◆ **EXERCISE OBJECTIVE**: Look for the word "derive" in the data below, and copy every line that holds it.
(EXERCISE DATA Opens)
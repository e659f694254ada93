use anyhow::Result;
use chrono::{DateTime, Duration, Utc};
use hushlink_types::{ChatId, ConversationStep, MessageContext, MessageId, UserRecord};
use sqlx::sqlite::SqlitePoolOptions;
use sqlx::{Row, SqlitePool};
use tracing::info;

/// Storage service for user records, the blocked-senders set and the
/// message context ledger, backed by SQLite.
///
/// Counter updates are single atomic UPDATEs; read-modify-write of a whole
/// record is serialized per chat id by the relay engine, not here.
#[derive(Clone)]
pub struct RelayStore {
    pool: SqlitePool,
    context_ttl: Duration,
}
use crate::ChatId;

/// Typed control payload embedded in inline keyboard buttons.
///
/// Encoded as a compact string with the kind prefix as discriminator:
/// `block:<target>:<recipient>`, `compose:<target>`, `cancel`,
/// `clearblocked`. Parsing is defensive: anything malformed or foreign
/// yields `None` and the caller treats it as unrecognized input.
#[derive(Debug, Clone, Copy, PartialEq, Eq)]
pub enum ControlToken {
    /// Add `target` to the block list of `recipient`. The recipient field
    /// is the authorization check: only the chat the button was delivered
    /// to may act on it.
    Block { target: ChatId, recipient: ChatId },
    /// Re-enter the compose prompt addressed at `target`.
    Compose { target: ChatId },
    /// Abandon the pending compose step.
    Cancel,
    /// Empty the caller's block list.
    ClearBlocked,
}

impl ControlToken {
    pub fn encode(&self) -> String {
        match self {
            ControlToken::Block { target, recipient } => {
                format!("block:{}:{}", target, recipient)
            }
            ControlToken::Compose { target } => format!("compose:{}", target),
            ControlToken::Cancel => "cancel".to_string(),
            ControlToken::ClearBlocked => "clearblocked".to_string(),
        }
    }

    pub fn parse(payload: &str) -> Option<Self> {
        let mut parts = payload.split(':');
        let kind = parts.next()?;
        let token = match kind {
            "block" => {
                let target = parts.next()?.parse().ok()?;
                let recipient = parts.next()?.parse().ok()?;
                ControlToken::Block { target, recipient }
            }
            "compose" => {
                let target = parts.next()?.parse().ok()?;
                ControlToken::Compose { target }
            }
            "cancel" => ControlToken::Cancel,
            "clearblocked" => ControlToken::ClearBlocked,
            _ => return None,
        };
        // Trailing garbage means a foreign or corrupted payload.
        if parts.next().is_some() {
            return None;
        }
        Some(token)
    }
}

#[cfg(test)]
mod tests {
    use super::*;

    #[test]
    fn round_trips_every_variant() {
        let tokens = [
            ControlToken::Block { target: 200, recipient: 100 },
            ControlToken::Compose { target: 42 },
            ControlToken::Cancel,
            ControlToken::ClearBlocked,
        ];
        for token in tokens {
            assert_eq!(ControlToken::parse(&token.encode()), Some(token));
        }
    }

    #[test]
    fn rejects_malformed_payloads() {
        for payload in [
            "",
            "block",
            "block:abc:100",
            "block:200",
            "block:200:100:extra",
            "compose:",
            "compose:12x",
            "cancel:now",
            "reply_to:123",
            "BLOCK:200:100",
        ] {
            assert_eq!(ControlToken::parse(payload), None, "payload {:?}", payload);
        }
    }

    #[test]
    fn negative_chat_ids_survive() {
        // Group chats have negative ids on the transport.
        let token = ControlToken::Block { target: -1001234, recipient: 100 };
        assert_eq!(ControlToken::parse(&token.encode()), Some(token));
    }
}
(EXERCISE DATA Closes)
◆ **ANSWER FOR THE TASK**:
#[derive(Clone)]
#[derive(Debug, Clone, Copy, PartialEq, Eq)]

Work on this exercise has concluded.